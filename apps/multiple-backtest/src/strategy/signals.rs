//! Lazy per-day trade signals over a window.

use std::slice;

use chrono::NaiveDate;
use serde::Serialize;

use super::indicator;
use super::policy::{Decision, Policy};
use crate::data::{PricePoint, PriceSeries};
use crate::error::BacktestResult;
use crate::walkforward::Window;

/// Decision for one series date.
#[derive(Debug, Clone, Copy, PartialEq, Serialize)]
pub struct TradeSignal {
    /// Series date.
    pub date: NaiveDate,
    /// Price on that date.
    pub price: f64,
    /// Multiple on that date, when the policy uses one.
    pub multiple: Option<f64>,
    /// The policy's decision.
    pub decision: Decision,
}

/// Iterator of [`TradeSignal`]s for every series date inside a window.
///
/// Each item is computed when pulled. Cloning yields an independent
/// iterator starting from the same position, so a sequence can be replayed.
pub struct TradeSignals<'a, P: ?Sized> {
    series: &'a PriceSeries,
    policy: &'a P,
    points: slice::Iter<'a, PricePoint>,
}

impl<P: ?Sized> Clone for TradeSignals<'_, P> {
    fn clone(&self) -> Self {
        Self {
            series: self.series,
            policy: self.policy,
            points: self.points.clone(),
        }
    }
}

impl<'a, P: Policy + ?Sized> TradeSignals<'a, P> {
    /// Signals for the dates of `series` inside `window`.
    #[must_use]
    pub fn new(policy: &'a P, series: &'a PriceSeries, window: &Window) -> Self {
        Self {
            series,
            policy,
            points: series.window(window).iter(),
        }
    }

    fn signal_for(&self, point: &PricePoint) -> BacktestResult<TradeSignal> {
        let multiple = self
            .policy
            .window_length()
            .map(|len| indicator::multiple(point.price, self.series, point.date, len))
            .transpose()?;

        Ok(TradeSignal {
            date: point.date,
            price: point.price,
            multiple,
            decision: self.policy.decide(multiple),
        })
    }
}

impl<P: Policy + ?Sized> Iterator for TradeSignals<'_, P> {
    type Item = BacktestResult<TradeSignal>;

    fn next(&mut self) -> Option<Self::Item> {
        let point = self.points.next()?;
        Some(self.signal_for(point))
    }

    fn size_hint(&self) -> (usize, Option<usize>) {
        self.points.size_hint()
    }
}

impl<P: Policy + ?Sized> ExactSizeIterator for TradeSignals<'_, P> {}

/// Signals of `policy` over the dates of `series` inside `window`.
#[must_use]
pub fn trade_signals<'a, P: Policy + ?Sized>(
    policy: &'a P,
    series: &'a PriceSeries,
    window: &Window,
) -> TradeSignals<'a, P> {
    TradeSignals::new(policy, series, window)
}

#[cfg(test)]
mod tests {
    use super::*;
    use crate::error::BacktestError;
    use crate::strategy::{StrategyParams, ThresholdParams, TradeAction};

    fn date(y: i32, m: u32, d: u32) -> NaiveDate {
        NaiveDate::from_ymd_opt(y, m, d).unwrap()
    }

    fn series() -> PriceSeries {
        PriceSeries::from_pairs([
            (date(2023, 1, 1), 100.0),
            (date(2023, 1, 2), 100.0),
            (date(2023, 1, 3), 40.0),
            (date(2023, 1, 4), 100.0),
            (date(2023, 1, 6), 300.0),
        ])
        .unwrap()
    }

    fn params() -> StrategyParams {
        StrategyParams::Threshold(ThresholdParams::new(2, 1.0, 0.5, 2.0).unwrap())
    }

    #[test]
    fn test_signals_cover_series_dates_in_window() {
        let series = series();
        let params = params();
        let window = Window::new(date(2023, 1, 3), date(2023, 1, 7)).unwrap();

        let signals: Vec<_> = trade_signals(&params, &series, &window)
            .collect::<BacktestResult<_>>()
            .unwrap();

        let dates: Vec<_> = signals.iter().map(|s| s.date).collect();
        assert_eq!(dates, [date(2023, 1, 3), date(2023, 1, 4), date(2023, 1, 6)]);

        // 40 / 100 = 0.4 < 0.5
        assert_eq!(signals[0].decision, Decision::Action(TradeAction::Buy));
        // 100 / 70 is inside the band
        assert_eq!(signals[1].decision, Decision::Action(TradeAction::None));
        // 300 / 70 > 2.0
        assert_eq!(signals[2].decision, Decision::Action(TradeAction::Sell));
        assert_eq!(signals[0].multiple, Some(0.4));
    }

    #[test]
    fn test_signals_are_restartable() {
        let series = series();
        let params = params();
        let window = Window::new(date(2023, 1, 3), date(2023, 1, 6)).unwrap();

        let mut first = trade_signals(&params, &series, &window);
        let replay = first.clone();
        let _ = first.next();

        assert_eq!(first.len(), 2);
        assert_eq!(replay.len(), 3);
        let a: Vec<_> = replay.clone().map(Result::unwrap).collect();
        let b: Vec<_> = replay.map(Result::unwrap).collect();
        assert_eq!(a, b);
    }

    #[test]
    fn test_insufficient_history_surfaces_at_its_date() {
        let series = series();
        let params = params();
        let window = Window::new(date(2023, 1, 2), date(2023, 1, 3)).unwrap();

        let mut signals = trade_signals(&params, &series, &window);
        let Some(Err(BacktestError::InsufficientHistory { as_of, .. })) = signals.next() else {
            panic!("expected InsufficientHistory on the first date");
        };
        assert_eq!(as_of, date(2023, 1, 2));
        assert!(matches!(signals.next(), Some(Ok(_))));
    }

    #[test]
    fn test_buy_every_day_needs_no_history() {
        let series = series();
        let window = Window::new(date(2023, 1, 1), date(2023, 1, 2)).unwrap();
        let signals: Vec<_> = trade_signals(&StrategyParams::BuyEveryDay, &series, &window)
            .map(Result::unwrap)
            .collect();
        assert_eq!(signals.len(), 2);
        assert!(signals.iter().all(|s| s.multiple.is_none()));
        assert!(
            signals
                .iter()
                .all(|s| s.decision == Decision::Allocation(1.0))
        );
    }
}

================

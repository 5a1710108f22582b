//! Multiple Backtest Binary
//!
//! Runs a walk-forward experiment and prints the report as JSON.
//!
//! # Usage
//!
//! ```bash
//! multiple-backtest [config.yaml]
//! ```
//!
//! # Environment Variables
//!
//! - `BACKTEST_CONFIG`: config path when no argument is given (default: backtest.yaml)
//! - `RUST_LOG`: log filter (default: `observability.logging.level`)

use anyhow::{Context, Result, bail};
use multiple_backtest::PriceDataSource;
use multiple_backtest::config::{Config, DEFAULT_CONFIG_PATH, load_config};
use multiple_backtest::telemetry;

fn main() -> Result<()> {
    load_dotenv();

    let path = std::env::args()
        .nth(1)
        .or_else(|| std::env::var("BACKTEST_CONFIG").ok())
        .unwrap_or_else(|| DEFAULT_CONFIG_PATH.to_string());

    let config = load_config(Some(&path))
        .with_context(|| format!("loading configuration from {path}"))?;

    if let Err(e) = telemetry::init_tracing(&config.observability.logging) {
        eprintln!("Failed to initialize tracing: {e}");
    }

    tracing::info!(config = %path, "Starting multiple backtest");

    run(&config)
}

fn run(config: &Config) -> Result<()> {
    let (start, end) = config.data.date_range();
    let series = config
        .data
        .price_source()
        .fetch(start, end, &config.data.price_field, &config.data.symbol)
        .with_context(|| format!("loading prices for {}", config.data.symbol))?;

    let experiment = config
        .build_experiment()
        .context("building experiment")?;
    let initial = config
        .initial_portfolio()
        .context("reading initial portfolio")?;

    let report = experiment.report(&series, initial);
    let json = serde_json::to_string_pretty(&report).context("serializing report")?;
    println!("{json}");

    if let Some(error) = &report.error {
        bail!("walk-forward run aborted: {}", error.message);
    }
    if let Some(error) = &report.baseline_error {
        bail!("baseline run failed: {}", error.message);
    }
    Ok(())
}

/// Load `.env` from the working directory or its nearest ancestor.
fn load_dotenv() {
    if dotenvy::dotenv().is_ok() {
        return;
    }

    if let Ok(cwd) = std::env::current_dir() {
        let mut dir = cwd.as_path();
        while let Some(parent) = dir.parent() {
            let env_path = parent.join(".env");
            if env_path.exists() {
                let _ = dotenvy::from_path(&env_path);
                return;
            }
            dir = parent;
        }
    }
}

================

→ Exercise prompt
Nothing but a number should be returned: the count of lines in the listing that contain the string "inside".

→ The completed task
4